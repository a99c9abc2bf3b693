// SPDX-License-Identifier: MIT
// Copyright 2026 Roland Dreier <roland@rolandd.dev>

//! An active workout session: timer, ticker and draft buffer together.

use std::sync::{Arc, Mutex, MutexGuard};
use tokio::sync::watch;

use crate::client::api::{ApiClient, ClientError};
use crate::client::buffer::{EntryError, SessionBuffer};
use crate::client::suggestions::NameSuggestions;
use crate::client::timer::{spawn_ticker, Clock, ElapsedTimer, Ticker};
use crate::routes::workouts::SessionSavedResponse;

/// Session state shared between the UI event handlers and the ticker.
pub struct ActiveSession {
    timer: Arc<Mutex<ElapsedTimer>>,
    buffer: Mutex<SessionBuffer>,
    clock: Clock,
    ticker: Mutex<Option<Ticker>>,
}

fn lock<T>(mutex: &Mutex<T>) -> MutexGuard<'_, T> {
    mutex.lock().unwrap_or_else(|poisoned| poisoned.into_inner())
}

impl ActiveSession {
    /// Start a session now. Must be called inside a tokio runtime.
    pub fn start(clock: Clock, suggestions: NameSuggestions) -> Self {
        let timer = Arc::new(Mutex::new(ElapsedTimer::start(clock())));
        let ticker = spawn_ticker(timer.clone(), clock.clone());

        Self {
            timer,
            buffer: Mutex::new(SessionBuffer::new(suggestions)),
            clock,
            ticker: Mutex::new(Some(ticker)),
        }
    }

    /// Displayed elapsed seconds, updated once per second.
    pub fn elapsed(&self) -> Option<watch::Receiver<u64>> {
        lock(&self.ticker).as_ref().map(Ticker::subscribe)
    }

    pub fn elapsed_secs(&self) -> u64 {
        lock(&self.timer).elapsed_secs((self.clock)())
    }

    pub fn on_hidden(&self) {
        lock(&self.timer).on_hidden((self.clock)());
    }

    pub fn on_visible(&self) {
        lock(&self.timer).on_visible((self.clock)());
    }

    pub fn on_unload(&self) {
        lock(&self.timer).on_unload((self.clock)());
    }

    pub fn add_entry(
        &self,
        name: &str,
        weight: &str,
        reps: &str,
        sets: &str,
    ) -> Result<u64, EntryError> {
        lock(&self.buffer).add_entry(name, weight, reps, sets)
    }

    pub fn remove_entry(&self, local_id: u64) -> bool {
        lock(&self.buffer).remove_entry(local_id)
    }

    pub fn entry_count(&self) -> usize {
        lock(&self.buffer).len()
    }

    pub fn is_saving(&self) -> bool {
        lock(&self.buffer).is_saving()
    }

    /// Autocomplete suggestions for a partially typed name.
    pub fn suggest(&self, query: &str, limit: usize) -> Vec<String> {
        lock(&self.buffer)
            .suggestions()
            .suggest(query, limit)
            .into_iter()
            .map(str::to_string)
            .collect()
    }

    /// Refresh the suggestion cache from the server-side history.
    pub async fn refresh_suggestions(&self, client: &ApiClient) -> Result<usize, ClientError> {
        let rows = client.workouts().await?;
        Ok(lock(&self.buffer)
            .suggestions_mut()
            .merge(rows.iter().map(|r| r.exercise.as_str())))
    }

    /// Save the session.
    ///
    /// The timer keeps running while the request is in flight. On success
    /// the timer and ticker are stopped; on failure everything is kept so
    /// the save can be retried. A second save while one is in flight is
    /// rejected with [`ClientError::InFlight`].
    pub async fn save(&self, client: &ApiClient) -> Result<SessionSavedResponse, ClientError> {
        let (duration, started_at) = {
            let timer = lock(&self.timer);
            (
                timer.elapsed_secs((self.clock)()),
                timer.session_started_at(),
            )
        };

        let payload = lock(&self.buffer).prepare_submit(duration, started_at)?;
        let result = client.save_session(&payload).await;
        lock(&self.buffer).complete_submit(result.is_ok());

        match &result {
            Ok(saved) => {
                lock(&self.timer).stop((self.clock)());
                lock(&self.ticker).take();
                tracing::info!(
                    workout_id = %saved.workout_id,
                    duration_seconds = duration,
                    "Workout session saved"
                );
            }
            Err(e) => tracing::warn!(error = %e, "Workout session save failed"),
        }

        result
    }

    /// Discard the session without contacting the server. Returns the
    /// elapsed seconds at the time of cancellation.
    pub fn cancel(self) -> u64 {
        let elapsed = lock(&self.timer).stop((self.clock)());
        lock(&self.buffer).clear();
        lock(&self.ticker).take();
        elapsed
    }
}
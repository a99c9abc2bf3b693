// SPDX-License-Identifier: MIT
// Copyright 2026 Roland Dreier <roland@kernel.org>

//! Workout model and the per-user history snapshot used by the
//! aggregation queries.

use chrono::{DateTime, Utc};
use serde::{Deserialize, Serialize};
use std::collections::HashMap;
#[cfg(feature = "binding-generation")]
use ts_rs::TS;

use crate::models::Exercise;

/// Stored workout record.
#[derive(Debug, Clone, Serialize, Deserialize)]
pub struct Workout {
    /// Workout ID (also used as document ID)
    pub id: String,
    /// Owner
    pub user_id: String,
    /// Optional folder grouping
    pub folder_id: Option<String>,
    /// Display name
    pub name: String,
    /// Free-text notes
    pub notes: Option<String>,
    /// When the workout was created
    pub date: DateTime<Utc>,
    /// Client-reported session start (saved sessions only)
    #[serde(default)]
    pub started_at: Option<DateTime<Utc>>,
    /// Active session length in seconds (saved sessions only)
    #[serde(default)]
    pub duration_seconds: Option<u64>,
}

impl Workout {
    pub fn new(
        user_id: &str,
        name: &str,
        notes: Option<String>,
        folder_id: Option<String>,
        now: DateTime<Utc>,
    ) -> Self {
        Self {
            id: uuid::Uuid::new_v4().to_string(),
            user_id: user_id.to_string(),
            folder_id,
            name: name.to_string(),
            notes,
            date: now,
            started_at: None,
            duration_seconds: None,
        }
    }
}

/// One exercise flattened together with its workout date.
///
/// This is the row shape consumed by the charting frontend.
#[derive(Debug, Clone, Serialize, Deserialize, PartialEq)]
#[cfg_attr(feature = "binding-generation", derive(TS))]
#[cfg_attr(
    feature = "binding-generation",
    ts(export, export_to = "web/src/lib/generated/")
)]
pub struct ExerciseRow {
    pub id: String,
    pub exercise: String,
    pub weight: Option<f64>,
    pub reps: u32,
    pub sets: u32,
    pub date: DateTime<Utc>,
}

impl ExerciseRow {
    pub fn new(exercise: &Exercise, date: DateTime<Utc>) -> Self {
        Self {
            id: exercise.id.clone(),
            exercise: exercise.name.clone(),
            weight: exercise.weight,
            reps: exercise.reps,
            sets: exercise.sets,
            date,
        }
    }
}

/// Workout with its derived counts.
#[derive(Debug, Clone, Serialize, Deserialize)]
#[cfg_attr(feature = "binding-generation", derive(TS))]
#[cfg_attr(
    feature = "binding-generation",
    ts(export, export_to = "web/src/lib/generated/")
)]
pub struct WorkoutSummary {
    pub id: String,
    pub name: String,
    pub notes: Option<String>,
    pub folder_id: Option<String>,
    pub date: DateTime<Utc>,
    pub exercise_count: u32,
    #[cfg_attr(feature = "binding-generation", ts(type = "number"))]
    pub total_reps: u64,
}

/// Every workout and exercise owned by one user, read together.
#[derive(Debug, Clone, Default)]
pub struct WorkoutHistory {
    pub workouts: Vec<Workout>,
    pub exercises: Vec<Exercise>,
}

impl WorkoutHistory {
    /// Exercises grouped by parent workout, each group in position order.
    ///
    /// Exercises whose workout is not part of this history are dropped.
    fn exercises_by_workout(&self) -> HashMap<&str, Vec<&Exercise>> {
        let mut grouped: HashMap<&str, Vec<&Exercise>> = self
            .workouts
            .iter()
            .map(|w| (w.id.as_str(), Vec::new()))
            .collect();

        for exercise in &self.exercises {
            if let Some(group) = grouped.get_mut(exercise.workout_id.as_str()) {
                group.push(exercise);
            }
        }

        for group in grouped.values_mut() {
            group.sort_by_key(|e| e.position);
        }

        grouped
    }

    /// Workouts newest first; ties broken by ID for a stable order.
    fn workouts_newest_first(&self) -> Vec<&Workout> {
        let mut workouts: Vec<&Workout> = self.workouts.iter().collect();
        workouts.sort_by(|a, b| b.date.cmp(&a.date).then_with(|| a.id.cmp(&b.id)));
        workouts
    }

    /// One row per exercise, newest workout first, exercises in position order.
    pub fn flattened_rows(&self) -> Vec<ExerciseRow> {
        let grouped = self.exercises_by_workout();

        self.workouts_newest_first()
            .into_iter()
            .flat_map(|workout| {
                grouped
                    .get(workout.id.as_str())
                    .into_iter()
                    .flatten()
                    .map(move |exercise| ExerciseRow::new(exercise, workout.date))
            })
            .collect()
    }

    /// Workouts newest first with `exercise_count` and `total_reps` derived
    /// from their exercises.
    pub fn summaries(&self) -> Vec<WorkoutSummary> {
        let grouped = self.exercises_by_workout();

        self.workouts_newest_first()
            .into_iter()
            .map(|workout| {
                let exercises = grouped
                    .get(workout.id.as_str())
                    .map(Vec::as_slice)
                    .unwrap_or_default();
                WorkoutSummary {
                    id: workout.id.clone(),
                    name: workout.name.clone(),
                    notes: workout.notes.clone(),
                    folder_id: workout.folder_id.clone(),
                    date: workout.date,
                    exercise_count: exercises.len() as u32,
                    total_reps: exercises.iter().map(|e| e.total_reps()).sum(),
                }
            })
            .collect()
    }
}

#[cfg(test)]
mod tests {
    use super::*;
    use chrono::TimeZone;

    fn workout(id: &str, day: u32) -> Workout {
        Workout {
            id: id.to_string(),
            user_id: "u1".to_string(),
            folder_id: None,
            name: format!("Workout {}", id),
            notes: None,
            date: Utc.with_ymd_and_hms(2025, 1, day, 9, 0, 0).unwrap(),
            started_at: None,
            duration_seconds: None,
        }
    }

    fn exercise(id: &str, workout_id: &str, position: u32, sets: u32, reps: u32) -> Exercise {
        Exercise {
            id: id.to_string(),
            workout_id: workout_id.to_string(),
            user_id: "u1".to_string(),
            name: format!("Exercise {}", id),
            sets,
            reps,
            weight: Some(100.0),
            rest_time: 60,
            notes: None,
            position,
        }
    }

    #[test]
    fn test_flattened_rows_order() {
        let history = WorkoutHistory {
            workouts: vec![workout("w1", 1), workout("w2", 2)],
            exercises: vec![
                exercise("e2", "w1", 1, 3, 10),
                exercise("e1", "w1", 0, 3, 10),
                exercise("e3", "w2", 0, 5, 5),
            ],
        };

        let ids: Vec<String> = history.flattened_rows().into_iter().map(|r| r.id).collect();
        assert_eq!(ids, vec!["e3", "e1", "e2"]);
    }

    #[test]
    fn test_flattened_rows_use_workout_date() {
        let history = WorkoutHistory {
            workouts: vec![workout("w1", 7)],
            exercises: vec![exercise("e1", "w1", 0, 3, 10)],
        };

        let rows = history.flattened_rows();
        assert_eq!(rows[0].date, history.workouts[0].date);
        assert_eq!(rows[0].exercise, "Exercise e1");
    }

    #[test]
    fn test_summaries_derive_counts() {
        let history = WorkoutHistory {
            workouts: vec![workout("w1", 1), workout("w2", 2)],
            exercises: vec![
                exercise("e1", "w1", 0, 3, 10),
                exercise("e2", "w1", 1, 4, 8),
            ],
        };

        let summaries = history.summaries();
        assert_eq!(summaries[0].id, "w2");
        assert_eq!(summaries[0].exercise_count, 0);
        assert_eq!(summaries[0].total_reps, 0);
        assert_eq!(summaries[1].exercise_count, 2);
        assert_eq!(summaries[1].total_reps, 62);
    }

    #[test]
    fn test_orphaned_exercises_are_ignored() {
        let history = WorkoutHistory {
            workouts: vec![workout("w1", 1)],
            exercises: vec![exercise("e1", "gone", 0, 3, 10)],
        };

        assert!(history.flattened_rows().is_empty());
        assert_eq!(history.summaries()[0].exercise_count, 0);
    }
}
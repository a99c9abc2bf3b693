// SPDX-License-Identifier: MIT
// Copyright 2026 Roland Dreier <roland@rolandd.dev>

//! Shared helpers for date/time formatting.

use chrono::{DateTime, SecondsFormat, Utc};

/// Format a UTC timestamp as RFC3339 using a `Z` suffix.
pub fn format_utc_rfc3339(date: DateTime<Utc>) -> String {
    date.to_rfc3339_opts(SecondsFormat::Secs, true)
}

/// Parse an RFC3339 timestamp into UTC, returning `None` if malformed.
pub fn parse_utc_rfc3339(raw: &str) -> Option<DateTime<Utc>> {
    DateTime::parse_from_rfc3339(raw.trim())
        .ok()
        .map(|dt| dt.with_timezone(&Utc))
}

/// Name given to workouts created from a saved session.
pub fn session_workout_name(now: DateTime<Utc>) -> String {
    format!("Workout Session - {}", now.format("%Y-%m-%d %H:%M:%S"))
}

/// Human-readable session duration stored in the workout notes.
pub fn duration_notes(duration_seconds: u64) -> String {
    format!(
        "Duration: {}m {}s",
        duration_seconds / 60,
        duration_seconds % 60
    )
}
// SPDX-License-Identifier: MIT
// Copyright 2026 Roland Dreier <roland@rolandd.dev>

//! Account routes for authenticated users.

use crate::config::SESSION_COOKIE;
use crate::error::{AppError, Result};
use crate::middleware::auth::AuthUser;
use crate::time_utils::format_utc_rfc3339;
use crate::AppState;
use axum::{
    extract::State,
    routing::{delete, get},
    Extension, Json, Router,
};
use axum_extra::extract::cookie::{Cookie, CookieJar};
use serde::{Deserialize, Serialize};
use std::sync::Arc;
#[cfg(feature = "binding-generation")]
use ts_rs::TS;

/// Account routes (require authentication via JWT).
/// The auth middleware is applied in routes/mod.rs for these routes.
pub fn routes() -> Router<Arc<AppState>> {
    Router::new()
        .route("/api/me", get(get_me))
        .route("/api/account", delete(delete_account))
}

// ─── User Profile ────────────────────────────────────────────

/// Current user response.
#[derive(Debug, Serialize, Deserialize)]
#[cfg_attr(feature = "binding-generation", derive(TS))]
#[cfg_attr(
    feature = "binding-generation",
    ts(export, export_to = "web/src/lib/generated/")
)]
pub struct UserResponse {
    pub id: String,
    pub username: String,
    pub created_at: String,
}

/// Get current user profile.
async fn get_me(
    State(state): State<Arc<AppState>>,
    Extension(user): Extension<AuthUser>,
) -> Result<Json<UserResponse>> {
    let profile = state
        .db
        .get_user(&user.user_id)
        .await?
        .ok_or_else(|| AppError::not_found("User", &user.user_id))?;

    Ok(Json(UserResponse {
        id: profile.id,
        username: profile.username,
        created_at: format_utc_rfc3339(profile.created_at),
    }))
}

// ─── Account Deletion ────────────────────────────────────────

/// Response for account deletion.
#[derive(Debug, Serialize, Deserialize)]
#[cfg_attr(feature = "binding-generation", derive(TS))]
#[cfg_attr(
    feature = "binding-generation",
    ts(export, export_to = "web/src/lib/generated/")
)]
pub struct DeleteAccountResponse {
    pub success: bool,
    pub deleted_records: usize,
}

/// Delete the caller's account and everything it owns.
///
/// Runs synchronously: folders, workouts and exercises are removed before
/// the user record. The session cookie is cleared on success.
async fn delete_account(
    State(state): State<Arc<AppState>>,
    Extension(user): Extension<AuthUser>,
    jar: CookieJar,
) -> Result<(CookieJar, Json<DeleteAccountResponse>)> {
    tracing::info!(user_id = %user.user_id, "User-initiated account deletion");

    if state.db.get_user(&user.user_id).await?.is_none() {
        return Err(AppError::not_found("User", &user.user_id));
    }

    let deleted_records = state.db.delete_user_data(&user.user_id).await?;

    tracing::info!(
        user_id = %user.user_id,
        deleted_records,
        "Account deleted"
    );

    Ok((
        jar.remove(Cookie::build((SESSION_COOKIE, "")).path("/")),
        Json(DeleteAccountResponse {
            success: true,
            deleted_records,
        }),
    ))
}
▬▬▬
### Task description
Every line above that holds the word "together" needs to be copied.

### Exercise result
//! An active workout session: timer, ticker and draft buffer together.
/// One exercise flattened together with its workout date.
/// Every workout and exercise owned by one user, read together.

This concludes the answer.